[EXERCISE INPUTS]

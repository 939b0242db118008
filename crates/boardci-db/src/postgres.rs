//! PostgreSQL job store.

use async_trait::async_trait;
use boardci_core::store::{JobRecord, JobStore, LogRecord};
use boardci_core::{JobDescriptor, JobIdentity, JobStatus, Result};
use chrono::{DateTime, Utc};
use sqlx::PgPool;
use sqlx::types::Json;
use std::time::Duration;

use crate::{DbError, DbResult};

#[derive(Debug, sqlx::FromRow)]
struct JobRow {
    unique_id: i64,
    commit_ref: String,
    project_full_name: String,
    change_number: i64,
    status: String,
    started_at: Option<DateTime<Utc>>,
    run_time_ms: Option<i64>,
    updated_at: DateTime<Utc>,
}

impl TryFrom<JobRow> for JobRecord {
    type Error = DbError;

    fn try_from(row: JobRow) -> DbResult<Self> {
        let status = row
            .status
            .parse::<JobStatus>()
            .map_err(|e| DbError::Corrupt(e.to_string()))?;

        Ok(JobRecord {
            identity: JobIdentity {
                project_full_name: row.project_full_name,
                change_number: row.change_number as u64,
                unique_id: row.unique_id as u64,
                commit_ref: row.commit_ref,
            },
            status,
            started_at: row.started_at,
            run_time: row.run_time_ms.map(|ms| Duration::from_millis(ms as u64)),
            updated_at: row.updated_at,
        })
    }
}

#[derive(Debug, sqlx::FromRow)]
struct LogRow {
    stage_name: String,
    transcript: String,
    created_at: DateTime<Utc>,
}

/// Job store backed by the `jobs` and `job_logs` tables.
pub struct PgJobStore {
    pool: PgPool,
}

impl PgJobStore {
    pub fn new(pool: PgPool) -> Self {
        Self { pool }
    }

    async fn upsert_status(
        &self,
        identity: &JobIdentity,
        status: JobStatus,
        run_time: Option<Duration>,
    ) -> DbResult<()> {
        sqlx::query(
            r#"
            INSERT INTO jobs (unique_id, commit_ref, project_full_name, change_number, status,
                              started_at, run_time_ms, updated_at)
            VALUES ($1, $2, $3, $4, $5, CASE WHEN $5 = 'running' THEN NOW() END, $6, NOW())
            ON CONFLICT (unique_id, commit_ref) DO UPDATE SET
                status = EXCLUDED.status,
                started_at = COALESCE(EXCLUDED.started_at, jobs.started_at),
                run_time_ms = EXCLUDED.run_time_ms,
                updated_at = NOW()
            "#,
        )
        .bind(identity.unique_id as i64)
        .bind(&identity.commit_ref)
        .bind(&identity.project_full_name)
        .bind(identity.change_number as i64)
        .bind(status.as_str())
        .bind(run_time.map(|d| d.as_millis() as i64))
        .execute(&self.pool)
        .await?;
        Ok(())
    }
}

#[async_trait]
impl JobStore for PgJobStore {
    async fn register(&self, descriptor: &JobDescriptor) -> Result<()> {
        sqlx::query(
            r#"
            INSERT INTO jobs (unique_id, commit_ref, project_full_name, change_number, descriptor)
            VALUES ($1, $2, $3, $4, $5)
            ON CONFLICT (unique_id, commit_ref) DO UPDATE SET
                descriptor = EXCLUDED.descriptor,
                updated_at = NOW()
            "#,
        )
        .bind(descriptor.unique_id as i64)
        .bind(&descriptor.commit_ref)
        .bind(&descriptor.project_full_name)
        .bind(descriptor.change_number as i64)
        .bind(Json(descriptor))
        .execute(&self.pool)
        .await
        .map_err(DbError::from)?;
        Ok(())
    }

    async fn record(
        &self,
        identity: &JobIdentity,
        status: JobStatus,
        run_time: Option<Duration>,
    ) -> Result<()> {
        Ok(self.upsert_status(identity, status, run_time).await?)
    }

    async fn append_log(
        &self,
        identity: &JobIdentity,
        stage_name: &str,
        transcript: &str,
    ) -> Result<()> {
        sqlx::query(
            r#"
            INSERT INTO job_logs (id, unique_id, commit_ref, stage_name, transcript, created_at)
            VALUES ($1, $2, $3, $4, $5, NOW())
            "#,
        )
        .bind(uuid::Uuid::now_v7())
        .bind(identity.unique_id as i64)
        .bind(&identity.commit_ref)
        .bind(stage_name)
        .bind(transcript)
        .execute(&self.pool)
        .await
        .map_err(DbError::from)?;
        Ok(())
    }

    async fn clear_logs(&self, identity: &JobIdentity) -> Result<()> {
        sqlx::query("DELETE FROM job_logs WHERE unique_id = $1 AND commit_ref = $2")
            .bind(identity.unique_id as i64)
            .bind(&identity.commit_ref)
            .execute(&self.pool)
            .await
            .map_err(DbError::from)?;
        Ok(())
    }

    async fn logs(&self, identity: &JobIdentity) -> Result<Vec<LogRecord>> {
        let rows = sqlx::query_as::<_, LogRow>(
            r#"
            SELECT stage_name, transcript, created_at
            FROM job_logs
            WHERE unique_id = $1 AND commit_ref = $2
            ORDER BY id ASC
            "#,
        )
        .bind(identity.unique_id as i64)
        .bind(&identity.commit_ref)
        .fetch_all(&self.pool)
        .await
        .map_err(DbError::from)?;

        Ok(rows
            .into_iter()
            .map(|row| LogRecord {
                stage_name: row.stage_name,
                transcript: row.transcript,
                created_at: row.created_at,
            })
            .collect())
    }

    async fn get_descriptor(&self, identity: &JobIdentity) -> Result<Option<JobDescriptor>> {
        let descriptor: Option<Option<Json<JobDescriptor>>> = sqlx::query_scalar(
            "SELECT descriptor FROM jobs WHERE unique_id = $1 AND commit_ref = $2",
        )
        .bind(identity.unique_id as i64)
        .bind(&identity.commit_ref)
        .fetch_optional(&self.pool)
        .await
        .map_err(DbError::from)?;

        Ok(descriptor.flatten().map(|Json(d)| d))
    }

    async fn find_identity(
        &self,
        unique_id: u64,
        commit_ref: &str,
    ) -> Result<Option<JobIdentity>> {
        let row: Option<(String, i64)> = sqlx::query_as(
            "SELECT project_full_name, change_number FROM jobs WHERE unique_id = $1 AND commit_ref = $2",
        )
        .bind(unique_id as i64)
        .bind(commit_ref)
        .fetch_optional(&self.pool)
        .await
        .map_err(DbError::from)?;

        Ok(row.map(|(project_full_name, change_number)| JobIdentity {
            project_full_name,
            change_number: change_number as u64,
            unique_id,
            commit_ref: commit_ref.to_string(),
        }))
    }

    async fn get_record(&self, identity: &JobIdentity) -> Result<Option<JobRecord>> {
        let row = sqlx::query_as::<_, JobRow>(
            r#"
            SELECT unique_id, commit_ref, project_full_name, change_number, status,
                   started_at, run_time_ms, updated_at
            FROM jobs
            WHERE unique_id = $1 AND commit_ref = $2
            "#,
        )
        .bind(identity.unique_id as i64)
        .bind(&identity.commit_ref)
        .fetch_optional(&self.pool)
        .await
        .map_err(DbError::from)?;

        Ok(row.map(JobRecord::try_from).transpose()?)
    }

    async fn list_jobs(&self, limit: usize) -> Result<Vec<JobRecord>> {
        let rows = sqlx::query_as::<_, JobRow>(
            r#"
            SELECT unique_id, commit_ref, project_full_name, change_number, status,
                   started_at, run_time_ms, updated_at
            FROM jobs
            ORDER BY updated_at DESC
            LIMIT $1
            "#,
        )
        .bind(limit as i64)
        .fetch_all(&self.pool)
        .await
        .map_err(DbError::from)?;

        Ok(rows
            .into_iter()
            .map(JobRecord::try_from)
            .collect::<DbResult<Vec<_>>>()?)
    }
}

[/EXERCISE INPUTS]

▸ TASK DIRECTIONS:
The lines to copy run from the start of the records above through the line holding "use sqlx::types::Json;"; give them exactly, both ends included, and nothing else.

▸ FINISHED EXERCISE:
repository 939b0242db118008
filename crates/boardci-db/src/postgres.rs
//! PostgreSQL job store.

use async_trait::async_trait;
use boardci_core::store::{JobRecord, JobStore, LogRecord};
use boardci_core::{JobDescriptor, JobIdentity, JobStatus, Result};
use chrono::{DateTime, Utc};
use sqlx::PgPool;
use sqlx::types::Json;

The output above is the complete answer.